Kasia Wolinska, Dance Pilgrim Dance, 2018. Performance. Photo: M. Zakrzewski
Kasia Wolinska, Dance Pilgrim Dance, 2018. Performance. Photo: M. Zakrzewski
The space between us organizes the perception of what is there, of what becomes “public” as the events in this space mold apprehension and produce social meaning. Dance can organize space to configure or reconfigure the relationships between bodies in such an ephemeral, and public, manner.10 Choreographic thinking is a revolutionary tool for the transformation of society. Our practice takes its standpoint within, as, and through the position of the dancing body. By looking at the body and the structures of relations in space, the choreographic gaze—when amplified—can grasp structural problems and help bring relations back into flow. But to gaze like this, one must bring the body to the foreground, as that is where we reside. Our constitution is embodied and ideology is as well. Choreography is a tool for reviving and healing structures, both of the individual and of society.
Soft porous boundaries could be proposed as an affirmative reimagining of the spaces of experimentation and learning: other logics, other feelings. Such boundaries indicate a reformulation of roles in the spaces of knowledge-sharing, and subvert the ways in which we take or deny responsibility for this space. The softness of the learning container allows us to give time to arrivals and transgressions, to the unfolding of events based on the assumption that togetherness is not a given upon entering the space: it must be generated and nurtured throughout the time that we share with each other. The constitution of such spaces requires the recognition of our own default positions as well as of the structures present in the room: between bodies and between spaces. Sensible and careful recompositions of the self and the spaces that are shared enable collective speculations that test the social itself. From there, different modes of communication can emerge—be it silence, minor gestures, waving, or listening.

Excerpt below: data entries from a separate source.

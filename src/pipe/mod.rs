//! Bidirectional, watermark-controlled pipe between two endpoints.
//!
//! A pipe is a pair of halves created together by [`pipepair`]. Each half
//! owns the reader of one [`ypipe`](crate::ypipe) and the writer of the
//! other, and talks to its peer only through commands addressed by
//! [`PipeId`] and delivered through the peer's [`CommandSink`].
//!
//! ## Flow control
//!
//! The writer counts completed messages in `msgs_written`; the reader counts
//! them in `msgs_read` and reports the total back every `lwm` messages with
//! `ActivateWrite`. The writer refuses new messages while
//! `msgs_written - peers_msgs_read >= hwm`.
//!
//! ## Termination
//!
//! Either side may start the handshake; see [`PipeState`] and the `term`
//! module.

mod term;

use std::sync::Arc;

use log::trace;

use crate::command::{Command, CommandSink, Envelope, PipeId};
use crate::msg::{Item, Msg};
use crate::ypipe::{ypipe, YPipeReader, YPipeWriter};
use crate::{Error, Result};

/// Default per-side high watermark, in messages.
pub const DEFAULT_HWM: u64 = 1000;

/// Termination progress of one half.
#[derive(Debug, Clone, Copy, PartialEq, Eq)]
pub enum PipeState {
    Active,
    /// The peer asked to terminate; still draining until the delimiter.
    WaitingForDelimiter,
    /// Read the delimiter before the peer's termination request arrived.
    DelimiterReceived,
    /// This side asked to terminate and awaits the ack.
    TermReqSent1,
    /// Both sides asked; ack already sent, awaiting the peer's ack.
    TermReqSent2,
    /// Ack sent in response to the peer's request; awaiting the final ack.
    TermAckSent,
    Terminated,
}

/// Whether the half is still usable after a command.
#[derive(Debug, Clone, Copy, PartialEq, Eq)]
pub enum PipeStatus {
    Alive,
    /// The handshake is complete; the owner should drop the half.
    Terminated,
}

/// Notifications for the owner of a pipe half, raised while processing
/// commands.
pub trait PipeEvents {
    /// Messages are readable again after `read` returned `None`.
    fn read_activated(&mut self, _pipe: PipeId) {}
    /// The peer caught up and writing is possible again.
    fn write_activated(&mut self, _pipe: PipeId) {}
    /// The outbound side was replaced; unread outbound data is gone.
    fn hiccuped(&mut self, _pipe: PipeId) {}
    /// Called once, right before the half reports `Terminated`.
    fn pipe_terminated(&mut self, _pipe: PipeId) {}
}

/// Owner that ignores every notification.
impl PipeEvents for () {}

/// Construction parameters for a pair of pipe halves.
///
/// Index 0 configures the first half returned by [`pipepair`], index 1 the
/// second.
#[derive(Debug, Clone, Copy, PartialEq, Eq)]
pub struct PairConfig {
    /// Outbound high watermark per side. 0 means unlimited.
    pub hwm: [u64; 2],
    /// Per side: on a peer termination request, keep reading until the
    /// delimiter instead of acking at once.
    pub delay: [bool; 2],
}

impl Default for PairConfig {
    fn default() -> Self {
        Self {
            hwm: [DEFAULT_HWM, DEFAULT_HWM],
            delay: [true, true],
        }
    }
}

impl PairConfig {
    pub fn unbounded() -> Self {
        Self {
            hwm: [0, 0],
            ..Self::default()
        }
    }

    pub fn with_hwm(hwm: u64) -> Self {
        Self {
            hwm: [hwm, hwm],
            ..Self::default()
        }
    }
}

/// Low watermark for an inbound high watermark: half of it, rounded up.
pub fn compute_lwm(in_hwm: u64) -> u64 {
    (in_hwm + 1) / 2
}

struct Peer {
    id: PipeId,
    sink: Arc<dyn CommandSink>,
}

/// One half of a bidirectional pipe.
pub struct Pipe {
    id: PipeId,
    peer: Peer,
    in_pipe: YPipeReader<Item>,
    out_pipe: Option<YPipeWriter<Item>>,
    in_active: bool,
    out_active: bool,
    hwm: u64,
    lwm: u64,
    msgs_read: u64,
    msgs_written: u64,
    peers_msgs_read: u64,
    state: PipeState,
    delay: bool,
    delimiter_written: bool,
    routing_id: Option<Vec<u8>>,
    credential: Vec<u8>,
}

/// Creates two connected halves.
///
/// `sinks[i]` delivers commands to the owner of half `i`.
pub fn pipepair(sinks: [Arc<dyn CommandSink>; 2], config: PairConfig) -> (Pipe, Pipe) {
    let [sink0, sink1] = sinks;
    let (w01, r01) = ypipe();
    let (w10, r10) = ypipe();
    let id0 = PipeId::next();
    let id1 = PipeId::next();

    let first = Pipe::new(
        id0,
        Peer { id: id1, sink: sink1 },
        r10,
        w01,
        config.hwm[1],
        config.hwm[0],
        config.delay[0],
    );
    let second = Pipe::new(
        id1,
        Peer { id: id0, sink: sink0 },
        r01,
        w10,
        config.hwm[0],
        config.hwm[1],
        config.delay[1],
    );
    trace!("pipepair {id0} <-> {id1}");
    (first, second)
}

impl Pipe {
    fn new(
        id: PipeId,
        peer: Peer,
        in_pipe: YPipeReader<Item>,
        out_pipe: YPipeWriter<Item>,
        in_hwm: u64,
        out_hwm: u64,
        delay: bool,
    ) -> Self {
        Self {
            id,
            peer,
            in_pipe,
            out_pipe: Some(out_pipe),
            in_active: true,
            out_active: true,
            hwm: out_hwm,
            lwm: compute_lwm(in_hwm),
            msgs_read: 0,
            msgs_written: 0,
            peers_msgs_read: 0,
            state: PipeState::Active,
            delay,
            delimiter_written: false,
            routing_id: None,
            credential: Vec::new(),
        }
    }

    pub fn id(&self) -> PipeId {
        self.id
    }

    pub fn peer_id(&self) -> PipeId {
        self.peer.id
    }

    pub fn state(&self) -> PipeState {
        self.state
    }

    pub fn is_terminated(&self) -> bool {
        self.state == PipeState::Terminated
    }

    pub fn hwm(&self) -> u64 {
        self.hwm
    }

    pub fn lwm(&self) -> u64 {
        self.lwm
    }

    pub fn routing_id(&self) -> Option<&[u8]> {
        self.routing_id.as_deref()
    }

    pub fn set_routing_id(&mut self, routing_id: Vec<u8>) {
        self.routing_id = Some(routing_id);
    }

    /// Last credential received from the peer.
    pub fn credential(&self) -> &[u8] {
        &self.credential
    }

    pub fn set_hwms(&mut self, in_hwm: u64, out_hwm: u64) {
        self.lwm = compute_lwm(in_hwm);
        self.hwm = out_hwm;
    }

    /// Whether another complete message fits under the high watermark.
    pub fn check_hwm(&self) -> bool {
        self.hwm == 0 || self.msgs_written.saturating_sub(self.peers_msgs_read) < self.hwm
    }

    fn readable_state(&self) -> bool {
        matches!(
            self.state,
            PipeState::Active | PipeState::WaitingForDelimiter
        )
    }

    pub fn check_read(&mut self) -> bool {
        if !self.in_active || !self.readable_state() {
            return false;
        }
        if !self.in_pipe.check_read() {
            self.in_active = false;
            return false;
        }
        if self.in_pipe.probe(Item::is_delimiter) {
            let _ = self.in_pipe.read();
            self.process_delimiter();
            return false;
        }
        true
    }

    /// Reads the next message part.
    ///
    /// `None` means nothing is readable now; the owner hears about new data
    /// through [`PipeEvents::read_activated`].
    pub fn read(&mut self) -> Option<Msg> {
        if !self.in_active || !self.readable_state() {
            return None;
        }

        let msg = loop {
            match self.in_pipe.read() {
                None => {
                    self.in_active = false;
                    return None;
                }
                Some(Item::Credential(credential)) => self.credential = credential,
                Some(Item::Delimiter) => {
                    self.process_delimiter();
                    return None;
                }
                Some(Item::Message(msg)) => break msg,
            }
        };

        if msg.completes_message() {
            self.msgs_read += 1;
            if self.lwm > 0 && self.msgs_read % self.lwm == 0 {
                self.send_to_peer(Command::ActivateWrite {
                    msgs_read: self.msgs_read,
                });
            }
        }
        Some(msg)
    }

    pub fn check_write(&mut self) -> bool {
        if !self.out_active || self.state != PipeState::Active {
            return false;
        }
        if !self.check_hwm() {
            self.out_active = false;
            return false;
        }
        true
    }

    /// Queues a message part. Nothing is visible to the peer before
    /// [`Pipe::flush`].
    ///
    /// A refused part is handed back.
    pub fn write(&mut self, msg: Msg) -> std::result::Result<(), Msg> {
        if !self.check_write() {
            return Err(msg);
        }
        let Some(out) = self.out_pipe.as_mut() else {
            return Err(msg);
        };
        let more = msg.has_more();
        let counts = msg.completes_message();
        out.write(Item::Message(msg), more);
        if counts {
            self.msgs_written += 1;
        }
        Ok(())
    }

    /// Queues a credential for the peer. Not subject to the watermark.
    pub fn write_credential(&mut self, credential: Vec<u8>) -> bool {
        if self.state != PipeState::Active {
            return false;
        }
        match self.out_pipe.as_mut() {
            Some(out) => {
                out.write(Item::Credential(credential), false);
                true
            }
            None => false,
        }
    }

    /// Drops the unfinished trailing message, if any.
    pub fn rollback(&mut self) {
        if let Some(out) = self.out_pipe.as_mut() {
            while let Some(item) = out.unwrite() {
                debug_assert!(matches!(&item, Item::Message(msg) if msg.has_more()));
            }
        }
    }

    pub fn flush(&mut self) {
        if self.state == PipeState::TermAckSent {
            return;
        }
        let asleep = match self.out_pipe.as_mut() {
            Some(out) => !out.flush(),
            None => false,
        };
        if asleep {
            self.send_to_peer(Command::ActivateRead);
        }
    }

    /// Swaps the inbound pipe for a fresh one, discarding whatever is in
    /// flight. The peer resumes writing into the new pipe.
    pub fn hiccup(&mut self) {
        if self.state != PipeState::Active {
            return;
        }
        let (writer, reader) = ypipe();
        let stale = std::mem::replace(&mut self.in_pipe, reader);
        self.in_active = true;
        trace!("{} hiccup", self.id);
        self.send_to_peer(Command::Hiccup {
            pipe: writer,
            stale,
        });
    }

    /// Applies a command from the peer.
    pub fn process_command(
        &mut self,
        command: Command,
        events: &mut dyn PipeEvents,
    ) -> Result<PipeStatus> {
        if self.state == PipeState::Terminated {
            debug_assert!(false, "command {command:?} for terminated {}", self.id);
            return Err(Error::Protocol("command for terminated pipe"));
        }
        match command {
            Command::ActivateRead => self.process_activate_read(events),
            Command::ActivateWrite { msgs_read } => self.process_activate_write(msgs_read, events),
            Command::Hiccup { pipe, stale } => self.process_hiccup(pipe, stale, events)?,
            Command::PipeTerm => self.process_pipe_term()?,
            Command::PipeTermAck => return self.process_pipe_term_ack(events),
        }
        Ok(PipeStatus::Alive)
    }

    fn process_activate_read(&mut self, events: &mut dyn PipeEvents) {
        if !self.in_active && self.readable_state() {
            self.in_active = true;
            events.read_activated(self.id);
        }
    }

    fn process_activate_write(&mut self, msgs_read: u64, events: &mut dyn PipeEvents) {
        self.peers_msgs_read = msgs_read;
        if !self.out_active && self.state == PipeState::Active {
            self.out_active = true;
            events.write_activated(self.id);
        }
    }

    fn process_hiccup(
        &mut self,
        pipe: YPipeWriter<Item>,
        mut stale: YPipeReader<Item>,
        events: &mut dyn PipeEvents,
    ) -> Result<()> {
        let Some(mut old) = self.out_pipe.take() else {
            debug_assert!(false, "hiccup for {} without outbound pipe", self.id);
            return Err(Error::Protocol("hiccup without outbound pipe"));
        };
        old.flush();
        while let Some(item) = stale.read() {
            if let Item::Message(msg) = item {
                if msg.completes_message() {
                    self.msgs_written = self.msgs_written.saturating_sub(1);
                }
            }
        }
        drop(old);

        self.out_pipe = Some(pipe);
        self.out_active = true;
        if self.state == PipeState::Active {
            events.hiccuped(self.id);
        }
        Ok(())
    }

    fn send_to_peer(&self, command: Command) {
        self.peer.sink.send(Envelope {
            dest: self.peer.id,
            command,
        });
    }

    fn set_state(&mut self, state: PipeState) {
        trace!("{} {:?} -> {:?}", self.id, self.state, state);
        self.state = state;
    }
}

impl std::fmt::Debug for Pipe {
    fn fmt(&self, f: &mut std::fmt::Formatter<'_>) -> std::fmt::Result {
        f.debug_struct("Pipe")
            .field("id", &self.id)
            .field("peer", &self.peer.id)
            .field("state", &self.state)
            .field("hwm", &self.hwm)
            .field("lwm", &self.lwm)
            .field("msgs_written", &self.msgs_written)
            .field("msgs_read", &self.msgs_read)
            .field("peers_msgs_read", &self.peers_msgs_read)
            .finish_non_exhaustive()
    }
}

The choreographer proposes a variety of relations. Through listening and observing, she develops a sense of interrelations that shape the foundation of her work. Choreographic composition thus necessarily includes bodily and spatial relations, temporality, and the world of affects. As we come to understand the empowerment that comes with intentionally situated movements, we can use newly discovered bodily awareness to claim space and articulate ourselves in ways that bring us back into presence and participation.
A choir, an assembly, an ocean—a multitude in constant balancing, as formulated by Hardt and Negri: “an open and expansive network in which differences can be expressed freely and equally, a network that provides the means of encounter so that we can work and live in common.”11 Through its endlessly transformable composition, dance allows us to speculate shifts and relations into social tissues. The imagination becomes a fundamental premise for initiating movement. At the moment we imagine it, the space shifts, the body starts to move and rediscovers techniques and technologies of commoning.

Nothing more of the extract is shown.